A Complete Guide to Shopify Reporting for Ecommerce

Learn the various Shopify reports and how to make data-driven decisions for your ecommerce business. Understand your customers, sales channels, traffic sources, and more.

A Complete Guide to Shopify Reporting for Ecommerce

No Shopify ecommerce business starts with a perfect blueprint for success.

The priority is testing strategies, tracking performance, and scaling your strategy based on what works.

Shopify ecommerce analytics and reporting are stepping stones toward this goal.

By tracking data, every positive or negative outcome can be turned into progress.

This guide covers everything you need to know about Shopify reporting and how to use data to your advantage.

What is an ecommerce report?

An ecommerce report is a compilation of analytics data that help evaluate various areas of your business.

It uses visualizations like charts, tables, and scorecards to streamline data analysis, making extracting insights from metrics and Key Performance Indicators (KPIs) easier.

Here are a few examples of ecommerce analytics data you can track:

  • Average Order Value (AOV)
  • Website trafficConversion rate
  • Customer Acquisition Cost (CAC)
  • Customer Lifetime Value (CLV)
  • Gross Profit Margin (GPM)
  • Average Revenue Per Customer (ARPC)

Ecommerce platforms like Shopify come with built-in reporting capabilities.

Reports from multiple data sources can also be consolidated into a single data management or Business Intelligence (BI) solution. This will simplify your data analytics activities and unlock additional data visualization and reporting features.

Importance of creating Shopify reports for your ecommerce business

Shopify reports enable ecommerce businesses to make data-driven decisions quickly — without spending time and resources on data collection.

To speed up data analysis, Shopify automatically gathers your online store's performance data, such as sales by product vendor, canceled orders, and sales by channel. The platform also utilizes interactive data visualizations and filters to help you find the exact insights you need.

You can view everything through pre-defined reports from your Shopify admin dashboard.

In addition, Shopify ecommerce reports also come with the following benefits:

  • Interactive data visualizations. Although most Shopify reports only use a table to present data, a few insights use timelines, heatmaps, and other visualizations for data analysis.
  • Live view. Monitor your shoppers and their interactions with your online store in real time.
  • App integrations. Use the app store to do more with your data, including automated reporting, predictive analytics, and performance comparison.

Of course, Shopify reports come with all the perks of unlocking truckloads of ecommerce analytics data.

By building an ecommerce dashboard, you can understand your best customers, streamline inventory management, optimize your marketing channels, improve your customer service, and more.

It's just a matter of finding the right Shopify report that contains the data you need.

14 types of Shopify reporting for ecommerce

Below are 14 types of Shopify reports you absolutely need to make informed decisions for your ecommerce business:

1. Shopify sales reports

Shopify has a comprehensive set of reports to provide an in-depth view of your online store's sales performance.
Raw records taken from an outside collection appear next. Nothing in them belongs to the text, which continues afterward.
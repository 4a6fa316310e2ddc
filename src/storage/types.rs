use chrono::{DateTime, Utc};
use serde::{Deserialize, Deserializer, Serialize};

use crate::session_management::SessionStatus;

pub type UserId = u64;
pub type ProfileId = u64;
pub type SettingsId = u64;

/// Port stored in freshly created settings.
pub const DEFAULT_SETTINGS_PORT: u16 = 85;

#[derive(Debug, Clone, PartialEq, Serialize, Deserialize)]
#[serde(rename_all = "camelCase")]
pub struct User {
    pub id: UserId,
    pub username: String,
    /// Argon2 PHC string, never the clear-text password.
    pub password: String,
}

#[derive(Debug, Clone)]
pub struct NewUser {
    pub username: String,
    pub password: String,
}

/// A user-owned named WhatsApp identity.
#[derive(Debug, Clone, PartialEq, Serialize, Deserialize)]
#[serde(rename_all = "camelCase")]
pub struct Profile {
    pub id: ProfileId,
    pub label: String,
    pub phone: Option<String>,
    /// Coarse mirror of the live session, only written at checkpoints.
    pub status: SessionStatus,
    pub last_active: Option<DateTime<Utc>>,
    /// Opaque credential marker. Presence means "authenticated before".
    pub session_data: Option<String>,
    pub user_id: UserId,
    pub created_at: DateTime<Utc>,
}

#[derive(Debug, Clone)]
pub struct NewProfile {
    pub label: String,
    pub phone: Option<String>,
    pub user_id: UserId,
}

/// Partial profile update. `None` leaves a field untouched, `Some(None)` clears
/// a nullable field.
#[derive(Debug, Clone, Default, PartialEq, Deserialize)]
#[serde(rename_all = "camelCase")]
pub struct ProfileUpdate {
    #[serde(default)]
    pub label: Option<String>,
    #[serde(default, deserialize_with = "double_option")]
    pub phone: Option<Option<String>>,
    #[serde(default)]
    pub status: Option<SessionStatus>,
    #[serde(default)]
    pub last_active: Option<DateTime<Utc>>,
    #[serde(default, deserialize_with = "double_option")]
    pub session_data: Option<Option<String>>,
}

impl ProfileUpdate {
    pub fn status(status: SessionStatus) -> Self {
        Self {
            status: Some(status),
            ..Default::default()
        }
    }

    pub fn last_active(at: DateTime<Utc>) -> Self {
        Self {
            last_active: Some(at),
            ..Default::default()
        }
    }

    pub fn apply_to(self, profile: &mut Profile) {
        if let Some(label) = self.label {
            profile.label = label;
        }
        if let Some(phone) = self.phone {
            profile.phone = phone;
        }
        if let Some(status) = self.status {
            profile.status = status;
        }
        if let Some(at) = self.last_active {
            profile.last_active = Some(at);
        }
        if let Some(data) = self.session_data {
            profile.session_data = data;
        }
    }
}

/// Per-user configuration. `username`/`password` guard the `/send` endpoint.
#[derive(Debug, Clone, PartialEq, Serialize, Deserialize)]
#[serde(rename_all = "camelCase")]
pub struct Settings {
    pub id: SettingsId,
    pub port: u16,
    pub username: Option<String>,
    pub password: Option<String>,
    pub browser_path: Option<String>,
    pub user_id: UserId,
}

impl Settings {
    /// Whether both basic-auth fields are filled in.
    pub fn requires_credentials(&self) -> bool {
        let filled = |v: &Option<String>| v.as_deref().is_some_and(|s| !s.is_empty());
        filled(&self.username) && filled(&self.password)
    }

    pub fn browser_path(&self) -> Option<&str> {
        self.browser_path.as_deref().filter(|p| !p.trim().is_empty())
    }
}

#[derive(Debug, Clone)]
pub struct NewSettings {
    pub port: u16,
    pub username: Option<String>,
    pub password: Option<String>,
    pub browser_path: Option<String>,
    pub user_id: UserId,
}

impl NewSettings {
    pub fn defaults_for(user_id: UserId) -> Self {
        Self {
            port: DEFAULT_SETTINGS_PORT,
            username: Some(String::new()),
            password: Some(String::new()),
            browser_path: Some(String::new()),
            user_id,
        }
    }
}

#[derive(Debug, Clone, Default, PartialEq, Deserialize)]
#[serde(rename_all = "camelCase")]
pub struct SettingsUpdate {
    #[serde(default)]
    pub port: Option<u16>,
    #[serde(default, deserialize_with = "double_option")]
    pub username: Option<Option<String>>,
    #[serde(default, deserialize_with = "double_option")]
    pub password: Option<Option<String>>,
    #[serde(default, deserialize_with = "double_option")]
    pub browser_path: Option<Option<String>>,
}

impl SettingsUpdate {
    pub fn apply_to(self, settings: &mut Settings) {
        if let Some(port) = self.port {
            settings.port = port;
        }
        if let Some(username) = self.username {
            settings.username = username;
        }
        if let Some(password) = self.password {
            settings.password = password;
        }
        if let Some(path) = self.browser_path {
            settings.browser_path = path;
        }
    }
}

/// Distinguishes an absent field from an explicit `null`.
fn double_option<'de, T, D>(deserializer: D) -> Result<Option<Option<T>>, D::Error>
where
    T: Deserialize<'de>,
    D: Deserializer<'de>,
{
    Option::<T>::deserialize(deserializer).map(Some)
}

#[cfg(test)]
mod tests {
    use super::*;

    #[test]
    fn profile_update_distinguishes_null_from_absent() {
        let update: ProfileUpdate = serde_json::from_str(r#"{"phone": null}"#).unwrap();
        assert_eq!(update.phone, Some(None));
        assert_eq!(update.label, None);

        let update: ProfileUpdate = serde_json::from_str(r#"{"label": "Work"}"#).unwrap();
        assert_eq!(update.phone, None);
        assert_eq!(update.label.as_deref(), Some("Work"));
    }

    #[test]
    fn profile_serializes_camel_case_status() {
        let profile = Profile {
            id: 1,
            label: "Work".into(),
            phone: None,
            status: SessionStatus::QrReady,
            last_active: None,
            session_data: None,
            user_id: 7,
            created_at: Utc::now(),
        };
        let json = serde_json::to_value(&profile).unwrap();
        assert_eq!(json["status"], "qr_ready");
        assert_eq!(json["userId"], 7);
        assert!(json.get("lastActive").is_some());
    }

    #[test]
    fn settings_credentials_require_both_fields() {
        let mut settings = Settings {
            id: 1,
            port: DEFAULT_SETTINGS_PORT,
            username: Some("api".into()),
            password: Some(String::new()),
            browser_path: None,
            user_id: 1,
        };
        assert!(!settings.requires_credentials());
        settings.password = Some("secret".into());
        assert!(settings.requires_credentials());
    }
}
Tracking is done in real-time with a refresh delay of about one minute — more than enough to ensure data accuracy and freshness in reports.

Here are examples of metrics covered in sales reports:

  • Units per transaction: Average quantity of products bought in a single transaction.
  • Orders: Total volume of transactions completed within a specified time period.
  • Returns: Total value of products returned by customers.
  • Gross sales: Total value of all sales, including pending, canceled, discounted, unpaid, and returned orders.
  • Net sales: Actual value of gross sales after deducting discounts and returns.
  • Gross profit: Total profits from net sales minus product costs for a set time period.

Shopify generates different reports for the individual performance of products, sales channels, and discount codes (you'll learn more about these reports below).

Since these reports don't have the exact same data sets, they require different data analysis and reporting techniques. Take a look at some of our Shopify report templates to learn the various methods used to visualize ecommerce sales data.

2. Sales by channel

The sales by channel report focuses on the sales performance of the specific app or online channel used by customers to complete a purchase. This can be your main virtual store, a separate "buy button," your Instagram page, and other connected online marketplaces.

Sales channels can be added directly via your Shopify admin page. Once added, recorded sales will be automatically attributed to the channel where the transaction occurred.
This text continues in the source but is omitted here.